最後，本論文中電路設計和模擬均使用 TSMC 0.18μm CMOS 1P6M製程技術進行驗證。在正反器方面，供應電壓源為1.8V，雙緣脈波觸發正反器時脈為100MHz，而為了使單緣觸發正反器的資料吞吐量與雙緣觸發相同 其工作頻率設定為為200MHz。另外，在量測平均功率性能方面，輸入資料採用目前文獻經常使用的五種測試樣本，分別對應的資料切換機率為0至100%。接著，在雙模預除器部分，操作電壓為0.6V至0.9V，工作頻率從500MHz至2900MHz。除了2個電路整體的表現皆比先前文獻所提出的電路還要更為優良之外，所有模擬數據皆通過製程變異測試考量(5-Corner，工作溫度：0至100度C)，當電路工作於不同的製程變異條件下，皆能提供正確的電路功能。
In this thesis, we proposed two novel circuit designs. The first circuit is a double-edge-triggered fip-flop. A double-edge pulse generator using pass transistor logic (PTL) is derived first. Both threshold voltage loss and poor driving capability problems common in PTL design are successfully resolved while the circuit simplicity is kept. The proposed dual-edge pulse generator, using the signal generated by an internal node, plus the employment of an additional nMOS transistor, overcomes the shortcomings of the original design. The resultant dual-edge-triggered FF design consists of an XOR logic based pulse generator and a level sensitive latch. Circuits used in performance comparison include ep-SFF, ep-DSFF, XNOR-PFF, and the proposed design. Simulation results show that, the proposed design outperform the runner up design by 12.5% in terms of delay time and by 15% in terms of average power consumption.
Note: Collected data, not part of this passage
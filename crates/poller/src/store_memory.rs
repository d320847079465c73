//! In-memory store for testing.

use std::{collections::HashSet, sync::Mutex};

use async_trait::async_trait;

use crate::{
    Result,
    store::WatchStore,
    types::{SeenRun, WatchConfig},
};

/// In-memory store. No persistence, no atomicity concerns — for tests.
pub struct MemoryStore {
    config: Mutex<WatchConfig>,
    runs: Mutex<Vec<SeenRun>>,
}

impl MemoryStore {
    pub fn new() -> Self {
        Self {
            config: Mutex::new(WatchConfig::default()),
            runs: Mutex::new(Vec::new()),
        }
    }

    pub fn with_config(config: WatchConfig) -> Self {
        Self {
            config: Mutex::new(config),
            runs: Mutex::new(Vec::new()),
        }
    }
}

impl Default for MemoryStore {
    fn default() -> Self {
        Self::new()
    }
}

#[async_trait]
impl WatchStore for MemoryStore {
    async fn load_config(&self) -> Result<WatchConfig> {
        Ok(self
            .config
            .lock()
            .unwrap_or_else(|e| e.into_inner())
            .clone())
    }

    async fn save_config(&self, config: &WatchConfig) -> Result<()> {
        *self.config.lock().unwrap_or_else(|e| e.into_inner()) = config.clone();
        Ok(())
    }

    async fn reset_config(&self) -> Result<WatchConfig> {
        let config = WatchConfig::default();
        *self.config.lock().unwrap_or_else(|e| e.into_inner()) = config.clone();
        Ok(config)
    }

    async fn is_seen(&self, run_id: &str) -> Result<bool> {
        let runs = self.runs.lock().unwrap_or_else(|e| e.into_inner());
        Ok(runs.iter().any(|r| r.run_id == run_id))
    }

    async fn seen_ids(&self) -> Result<HashSet<String>> {
        let runs = self.runs.lock().unwrap_or_else(|e| e.into_inner());
        Ok(runs.iter().map(|r| r.run_id.clone()).collect())
    }

    async fn seen_count(&self) -> Result<usize> {
        Ok(self.runs.lock().unwrap_or_else(|e| e.into_inner()).len())
    }

    async fn mark_seen(&self, run: &SeenRun) -> Result<()> {
        let mut runs = self.runs.lock().unwrap_or_else(|e| e.into_inner());
        if !runs.iter().any(|r| r.run_id == run.run_id) {
            runs.push(run.clone());
        }
        Ok(())
    }

    async fn reset_seen(&self) -> Result<()> {
        self.runs.lock().unwrap_or_else(|e| e.into_inner()).clear();
        Ok(())
    }

    async fn recently_announced(&self, n: usize) -> Result<Vec<SeenRun>> {
        let runs = self.runs.lock().unwrap_or_else(|e| e.into_inner());
        Ok(runs.iter().rev().take(n).cloned().collect())
    }
}

#[allow(clippy::unwrap_used, clippy::expect_used)]
#[cfg(test)]
mod tests {
    use super::*;

    fn make_run(id: &str) -> SeenRun {
        SeenRun {
            run_id: id.into(),
            announced_at_ms: 1000,
            weblink: format!("https://example.org/run/{id}"),
        }
    }

    #[tokio::test]
    async fn test_mark_seen_idempotent() {
        let store = MemoryStore::new();
        store.mark_seen(&make_run("r1")).await.unwrap();
        store.mark_seen(&make_run("r1")).await.unwrap();
        assert_eq!(store.seen_count().await.unwrap(), 1);
    }

    #[tokio::test]
    async fn test_recent_newest_first() {
        let store = MemoryStore::new();
        for id in ["a", "b", "c"] {
            store.mark_seen(&make_run(id)).await.unwrap();
        }
        let recent = store.recently_announced(2).await.unwrap();
        let ids: Vec<_> = recent.iter().map(|r| r.run_id.as_str()).collect();
        assert_eq!(ids, vec!["c", "b"]);
    }

    #[tokio::test]
    async fn test_config_roundtrip() {
        let store = MemoryStore::new();
        let config = WatchConfig {
            interval_seconds: 60,
            ..WatchConfig::default()
        };
        store.save_config(&config).await.unwrap();
        assert_eq!(store.load_config().await.unwrap(), config);

        store.reset_config().await.unwrap();
        assert_eq!(store.load_config().await.unwrap(), WatchConfig::default());
    }
}
impl PollService {
    pub fn new(
        store: Arc<dyn WatchStore>,
        source: Arc<dyn RunSource>,
        announcer: Arc<dyn Announcer>,
    ) -> Arc<Self> {
        Arc::new(Self {
            store,
            source,
            announcer,
            running: RwLock::new(false),
            polling: RwLock::new(false),
            timer_handle: Mutex::new(None),
            wake_notify: Arc::new(Notify::new()),
            cycle_lock: Mutex::new(()),
            config_lock: Mutex::new(()),
            backoff: RwLock::new(HashMap::new()),
            failed_games: RwLock::new(HashSet::new()),
            last_cycle_at_ms: RwLock::new(None),
        })
    }

    /// Start the timer loop. Fails when the store is unreadable.
    pub async fn start(self: &Arc<Self>) -> Result<()> {
        let config = self.store.load_config().await?;
        info!(
            games = config.games.len(),
            interval_seconds = config.interval_seconds,
            "poll scheduler starting"
        );

        *self.running.write().await = true;

        let svc = Arc::clone(self);
        let handle = tokio::spawn(async move {
            svc.timer_loop().await;
        });

        *self.timer_handle.lock().await = Some(handle);
        Ok(())
    }

    /// Stop the timer loop. Waits for an in-flight cycle to finish so
    /// cancellation always lands between cycles.
    pub async fn stop(&self) {
        *self.running.write().await = false;
        self.wake_notify.notify_one();

        let mut handle = self.timer_handle.lock().await;
        if let Some(h) = handle.take() {
            let _ = h.await;
        }
        info!("poll scheduler stopped");
    }

    /// Run one cycle synchronously and return its summary. Fails with
    /// [`Error::Busy`] when a cycle is already in flight. Clears the
    /// permanently-failed set so every configured game is retried.
    pub async fn poll_now(&self) -> Result<CycleSummary> {
        self.failed_games.write().await.clear();
        self.run_cycle(CycleTrigger::Manual).await
    }

    /// Scheduler status snapshot.
    pub async fn status(&self) -> PollStatus {
        PollStatus {
            running: *self.running.read().await,
            polling: *self.polling.read().await,
            last_cycle_at_ms: *self.last_cycle_at_ms.read().await,
        }
    }

    /// Current configuration.
    pub async fn config(&self) -> Result<WatchConfig> {
        self.store.load_config().await
    }

    /// Mutate the configuration inside the critical section: load,
    /// apply, validate, persist. Nothing is written when the mutation
    /// or validation fails. Clears per-game failure state and wakes the
    /// timer so the new interval takes effect immediately.
    pub async fn update_config<F>(&self, mutate: F) -> Result<WatchConfig>
    where
        F: FnOnce(&mut WatchConfig) -> Result<()>,
    {
        let guard = self.config_lock.lock().await;
        let mut config = self.store.load_config().await?;
        mutate(&mut config)?;
        config.validate()?;
        self.store.save_config(&config).await?;
        drop(guard);

        self.reset_game_state().await;
        self.wake_notify.notify_one();
        Ok(config)
    }

    /// Restore the default configuration.
    pub async fn reset_config(&self) -> Result<WatchConfig> {
        let guard = self.config_lock.lock().await;
        let config = self.store.reset_config().await?;
        drop(guard);

        self.reset_game_state().await;
        self.wake_notify.notify_one();
        Ok(config)
    }

    /// Clear the seen-run history.
    pub async fn reset_seen(&self) -> Result<()> {
        self.store.reset_seen().await
    }

    pub async fn seen_count(&self) -> Result<usize> {
        self.store.seen_count().await
    }

    /// The `n` most recently announced runs, newest first.
    pub async fn recent(&self, n: usize) -> Result<Vec<SeenRun>> {
        self.store.recently_announced(n).await
    }

    /// Per-game match diagnostics: how each configured name resolves
    /// and how many unverified runs are still unannounced.
    pub async fn diagnostics(&self) -> Result<Vec<GameDiagnostics>> {
        let config = self.store.load_config().await?;
        let seen = self.store.seen_ids().await?;

        let mut out = Vec::with_capacity(config.games.len());
        for game in &config.games {
            out.push(self.diagnose_game(game, &seen).await);
        }
        Ok(out)
    }

    async fn diagnose_game(&self, game: &str, seen: &HashSet<String>) -> GameDiagnostics {
        let resolved = match self.source.resolve_game(game).await {
            Ok(Some(game_ref)) => game_ref,
            Ok(None) => {
                return GameDiagnostics {
                    query: game.into(),
                    resolved: None,
                    pending_runs: None,
                    error: Some("no matching game".into()),
                };
            },
            Err(e) => {
                return GameDiagnostics {
                    query: game.into(),
                    resolved: None,
                    pending_runs: None,
                    error: Some(e.to_string()),
                };
            },
        };

        match self.source.fetch_runs(&resolved.id, RunStatus::New).await {
            Ok(candidates) => {
                let pending = filter_new(candidates, seen).len();
                GameDiagnostics {
                    query: game.into(),
                    resolved: Some(resolved),
                    pending_runs: Some(pending),
                    error: None,
                }
            },
            Err(e) => GameDiagnostics {
                query: game.into(),
                resolved: Some(resolved),
                pending_runs: None,
                error: Some(e.to_string()),
            },
        }
    }

    // ── Internal ────────────────────────────────────────────────────────

    async fn timer_loop(self: &Arc<Self>) {
        loop {
            if !*self.running.read().await {
                break;
            }

            let interval = self.poll_interval().await;
            let notify = Arc::clone(&self.wake_notify);
            tokio::select! {
                () = tokio::time::sleep(interval) => {},
                () = notify.notified() => {
                    debug!("timer loop woken");
                    continue;
                },
            }

            if !*self.running.read().await {
                break;
            }

            match self.run_cycle(CycleTrigger::Scheduled).await {
                Ok(summary) => debug!(
                    new_runs = summary.new_runs,
                    errors = summary.errors,
                    "scheduled cycle finished"
                ),
                Err(Error::Busy) => debug!("scheduled cycle skipped, manual poll in flight"),
                Err(e) => warn!(error = %e, "scheduled cycle failed"),
            }
        }
    }

    async fn poll_interval(&self) -> Duration {
        match self.store.load_config().await {
            Ok(config) => Duration::from_secs(config.interval_seconds.max(1)),
            Err(e) => {
                warn!(error = %e, "failed to load config, using default interval");
                Duration::from_secs(crate::types::DEFAULT_INTERVAL_SECONDS)
            },
        }
    }

    async fn run_cycle(&self, trigger: CycleTrigger) -> Result<CycleSummary> {
        let Ok(_guard) = self.cycle_lock.try_lock() else {
            return Err(Error::Busy);
        };

        *self.polling.write().await = true;
        let result = self.cycle_inner(trigger).await;
        *self.polling.write().await = false;
        *self.last_cycle_at_ms.write().await = Some(now_ms());
        result
    }

    async fn cycle_inner(&self, trigger: CycleTrigger) -> Result<CycleSummary> {
        let started = now_ms();
        // Snapshots: a concurrent config mutation affects the next
        // cycle, never this one.
        let config = self.store.load_config().await?;
        let mut seen = self.store.seen_ids().await?;

        let mut games = Vec::with_capacity(config.games.len());
        let mut new_runs = 0;
        let mut errors = 0;

        for game in &config.games {
            if self.failed_games.read().await.contains(game) {
                games.push(GameReport {
                    game: game.clone(),
                    outcome: GameOutcome::Failed,
                });
                continue;
            }

            let deadline = {
                let backoff = self.backoff.read().await;
                backoff.get(game).and_then(|state| state.not_before_ms)
            };
            if let Some(until_ms) = deadline
                && until_ms > now_ms()
            {
                debug!(game = %game, until_ms, "game backing off, skipped");
                games.push(GameReport {
                    game: game.clone(),
                    outcome: GameOutcome::Backoff { until_ms },
                });
                continue;
            }

            let outcome = match self.poll_game(game, &config, &mut seen).await {
                Ok((found, announced)) => {
                    self.backoff.write().await.remove(game);
                    new_runs += announced;
                    GameOutcome::Ok { found, announced }
                },
                Err(e) if e.is_transient() => {
                    warn!(game = %game, error = %e, "transient fetch failure");
                    errors += 1;
                    self.note_transient(game, config.interval_seconds).await;
                    GameOutcome::Transient {
                        error: e.to_string(),
                    }
                },
                Err(e) => {
                    warn!(game = %game, error = %e, "permanent fetch failure, game disabled");
                    errors += 1;
                    self.failed_games.write().await.insert(game.clone());
                    GameOutcome::Permanent {
                        error: e.to_string(),
                    }
                },
            };
            games.push(GameReport {
                game: game.clone(),
                outcome,
            });
        }

        Ok(CycleSummary {
            trigger,
            started_at_ms: started,
            finished_at_ms: now_ms(),
            games,
            new_runs,
            errors,
        })
    }

    /// Poll one game: fetch, filter, then mark-and-announce each new
    /// run. Marking before announcing favors a silently dropped
    /// notification over a duplicate when interrupted in between.
    async fn poll_game(
        &self,
        game: &str,
        config: &WatchConfig,
        seen: &mut HashSet<String>,
    ) -> std::result::Result<(usize, usize), ApiError> {
        let Some(game_ref) = self.source.resolve_game(game).await? else {
            return Err(ApiError::permanent(format!("no game matches {game:?}")));
        };

        let candidates = self.source.fetch_runs(&game_ref.id, RunStatus::New).await?;
        let fresh = filter_new(candidates, seen);
        let found = fresh.len();

        let Some(channel) = config.channel.as_deref() else {
            if found > 0 {
                warn!(
                    game = %game_ref.name,
                    pending = found,
                    "channel not bound, runs left pending"
                );
            }
            return Ok((found, 0));
        };

        let mut announced = 0;
        for run in fresh {
            let record = SeenRun {
                run_id: run.run_id.clone(),
                announced_at_ms: now_ms(),
                weblink: run.weblink.clone(),
            };
            if let Err(e) = self.store.mark_seen(&record).await {
                warn!(
                    run_id = %run.run_id,
                    error = %e,
                    "failed to record run, retrying next cycle"
                );
                continue;
            }
            seen.insert(run.run_id.clone());

            match self
                .announcer
                .announce(&run, &game_ref.name, channel, config.role.as_deref())
                .await
            {
                Ok(()) => {
                    announced += 1;
                    info!(run_id = %run.run_id, game = %game_ref.name, "announced new run");
                },
                Err(e) => {
                    warn!(run_id = %run.run_id, error = %e, "announcement failed");
                },
            }
        }

        Ok((found, announced))
    }

    async fn note_transient(&self, game: &str, interval_seconds: u64) {
        let mut backoff = self.backoff.write().await;
        let state = backoff.entry(game.to_string()).or_default();
        state.consecutive_failures += 1;

        if state.consecutive_failures >= BACKOFF_THRESHOLD {
            let doublings = state.consecutive_failures - BACKOFF_THRESHOLD + 1;
            let wait = Duration::from_secs(interval_seconds.max(1))
                .saturating_mul(2u32.saturating_pow(doublings))
                .min(BACKOFF_MAX);
            state.not_before_ms = Some(now_ms() + wait.as_millis() as u64);
            warn!(
                game,
                failures = state.consecutive_failures,
                wait_secs = wait.as_secs(),
                "backing off after repeated transient failures"
            );
        }
    }

    async fn reset_game_state(&self) {
        self.backoff.write().await.clear();
        self.failed_games.write().await.clear();
    }
}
The second circuit is a novel divide-by-2/3 counter for low voltage and low power applicatioins. Conventional approaches of the 2/3 counter design are to embed additional logic function to the D flip-flop design to speed up the operations. In this thesis, a novel extended true single-phase clock flip-flop based low power divide-by 2/3 counter using only 13 transistors is presented. By using PTL circuit technique, the proposed design successfully reduces the total transistor-count and thus achieves better performances in various aspects. Simulation results indicate that, when compared with previous designs, as much as 12.2% savings in power and 23.4% in power-delay-product can be achieved.
Both circuits were designed and simulated by using TSMC 0.18μm CMOS 1P6M process technology. The simulation conditions for the FF design are as follow: 1.8V supply voltage, 100MHz and 200MHz clock frequencies for the dual-edge- triggered and single-edge-triggered FF designs, respectively. The discrepancy in clock frequency setting is to ensure both types of design encounter the same data throughput. In average power consumption measurements, 5 commonly recognized test patterns featuring a switching probability variation ranging from 0 to 100% were adopted. The simulation conditions for the dual-modulus prescaler design include a sweep in supply voltage from 0.6V to 0.9V, and a operating frequency scan from 500MHz to 2900MHz. Besides the performance advantages over the existing designs, both of the proposed designs were also verified under the various simulation conditions, i.e., (5-Corner, operating temperature: 0 to 100 degrees C) and were proved to function properly in the face of process variations.